Die zentralen Bestimmungen für die Evakuierung kamen aber oft spät und scheiterten teilweise an der Realität des fortgeschrittenen Kriegsverlaufs. Als Gauleiter Giesler im August 1943 eine Initiative zur Evakuierung der Münchner Innenstadt startete, waren die dafür vorgesehenen Quartiere größtenteils bereits belegt. Dennoch verließen in der zweiten Jahreshälfte 1943 rund 100.000 Menschen die Stadt und noch einmal so viele nach einer neuerlichen Evakuierungs-Kampagne Anfang 1944. Die Masse der Münchner kehrte der Stadt allerdings erst in der zweiten Jahreshälfte 1944 den Rücken, als auch auf die „Hauptstadt der Bewegung“ mehrmals pro Woche Bomben fielen und die Zerstörungen einen Großteil der Wohnungen unbrauchbar machten. Bis Kriegsende wuchs die Zahl der evakuierten Münchner*innen auf 400.000 Personen – annähernd die Hälfte der Vorkriegsbevölkerung.

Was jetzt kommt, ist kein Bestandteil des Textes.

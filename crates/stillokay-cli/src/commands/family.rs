use std::path::{Path, PathBuf};

use chrono::{Duration, FixedOffset, Local, Offset};
use clap::{Args, Subcommand, ValueEnum};
use serde::Deserialize;
use serde_json::json;
use stillokay_core::feed::{RealtimePayload, RosterSession, StaticRoster, StatusBroker};
use stillokay_core::{Config, FamilyMember, MergePolicy, PartialStatusEvent};

use super::{print_json, CliResult};

#[derive(Subcommand)]
pub enum FamilyAction {
    /// Replay status events over a roster and print the resulting view
    Replay(ReplayArgs),
    /// Replay, then list members with no recent update
    Attention {
        #[command(flatten)]
        replay: ReplayArgs,
        /// Staleness threshold in hours (defaults to roster.stale_after_hours)
        #[arg(long)]
        hours: Option<i64>,
    },
}

#[derive(Args)]
pub struct ReplayArgs {
    /// JSON array of family members
    #[arg(long)]
    roster: PathBuf,
    /// JSON Lines of realtime payloads or status events
    #[arg(long)]
    events: Option<PathBuf>,
    /// Viewer id, hidden from the output (defaults to roster.self_id)
    #[arg(long)]
    self_id: Option<String>,
    #[arg(long, value_enum)]
    policy: Option<PolicyArg>,
}

#[derive(Clone, Copy, ValueEnum)]
enum PolicyArg {
    ArrivalOrder,
    TimestampGuarded,
}

impl From<PolicyArg> for MergePolicy {
    fn from(arg: PolicyArg) -> Self {
        match arg {
            PolicyArg::ArrivalOrder => MergePolicy::ArrivalOrder,
            PolicyArg::TimestampGuarded => MergePolicy::TimestampGuarded,
        }
    }
}

/// One line of an events file.
#[derive(Deserialize)]
#[serde(untagged)]
enum EventLine {
    Realtime(RealtimePayload),
    Status(PartialStatusEvent),
}

pub fn run(action: FamilyAction) -> CliResult {
    let config = Config::load()?;
    let runtime = tokio::runtime::Builder::new_current_thread()
        .enable_all()
        .build()?;

    match action {
        FamilyAction::Replay(args) => {
            let session = runtime.block_on(replay(&args, &config))?;
            print_json(&json!({
                "members": session.others(),
                "stats": session.stats(),
            }))
        }
        FamilyAction::Attention { replay: args, hours } => {
            let threshold = match hours {
                Some(hours) => Duration::try_hours(hours)
                    .ok_or_else(|| format!("--hours {hours} is out of range"))?,
                None => config.stale_after(),
            };
            let now = config.clock()?.now();
            let session = runtime.block_on(replay(&args, &config))?;
            let stale = session.state().needing_attention(now, threshold);
            let viewer = args.self_id.as_ref().or(config.roster.self_id.as_ref());
            let stale: Vec<_> = stale
                .into_iter()
                .filter(|m| Some(&m.id) != viewer)
                .collect();
            print_json(&stale)
        }
    }
}

async fn replay(
    args: &ReplayArgs,
    config: &Config,
) -> Result<RosterSession, Box<dyn std::error::Error>> {
    let members: Vec<FamilyMember> = serde_json::from_str(&std::fs::read_to_string(&args.roster)?)?;
    let events = match &args.events {
        Some(path) => read_events(path)?,
        None => Vec::new(),
    };

    let policy = args
        .policy
        .map(MergePolicy::from)
        .unwrap_or(config.roster.merge_policy);
    let mut session = RosterSession::start(&StaticRoster(members), policy)?
        .with_display_offset(display_offset(config));
    if let Some(self_id) = args.self_id.clone().or_else(|| config.roster.self_id.clone()) {
        session = session.with_self_id(self_id);
    }

    let broker = StatusBroker::new(events.len());
    let subscription = broker.subscribe();
    for event in events {
        broker.publish(event);
    }
    drop(broker);

    session.run(subscription).await;
    Ok(session)
}

fn read_events(path: &Path) -> Result<Vec<PartialStatusEvent>, Box<dyn std::error::Error>> {
    let content = std::fs::read_to_string(path)?;
    let mut events = Vec::new();
    for (index, line) in content.lines().enumerate() {
        let line = line.trim();
        if line.is_empty() {
            continue;
        }
        let parsed: EventLine = serde_json::from_str(line)
            .map_err(|e| format!("{}:{}: {e}", path.display(), index + 1))?;
        match parsed {
            EventLine::Realtime(payload) => events.extend(payload.into_event()),
            EventLine::Status(event) => events.push(event),
        }
    }
    Ok(events)
}

fn display_offset(config: &Config) -> FixedOffset {
    config
        .calendar
        .utc_offset_minutes
        .and_then(|minutes| FixedOffset::east_opt(minutes.checked_mul(60)?))
        .unwrap_or_else(|| Local::now().offset().fix())
}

Die Rückkehr nach Kriegsende gestaltete sich oft schwierig: Es fehlte an Wohnungen und Arbeitsmöglichkeiten, die städtische Infrastruktur war stark zerstört. Die Stadt veranstaltete Evakuiertentage, um ihre Solidarität mit den Kriegsgeschädigten zu zeigen. Erst das Bundesevakuiertengesetz von 1953 begründete den gesetzlichen Anspruch auf Rückkehr – die Umsetzung zog sich teilweise allerdings bis weit in die 1970er Jahre hin.

Quellen

Bauer, Richard: Fliegeralarm, München 1987.
Klee, Katja: „Im Luftschutzkeller des Reiches“. Evakuierte in Bayern 1939-1953. Politik, soziale Lage, Erfahrungen, München 1998.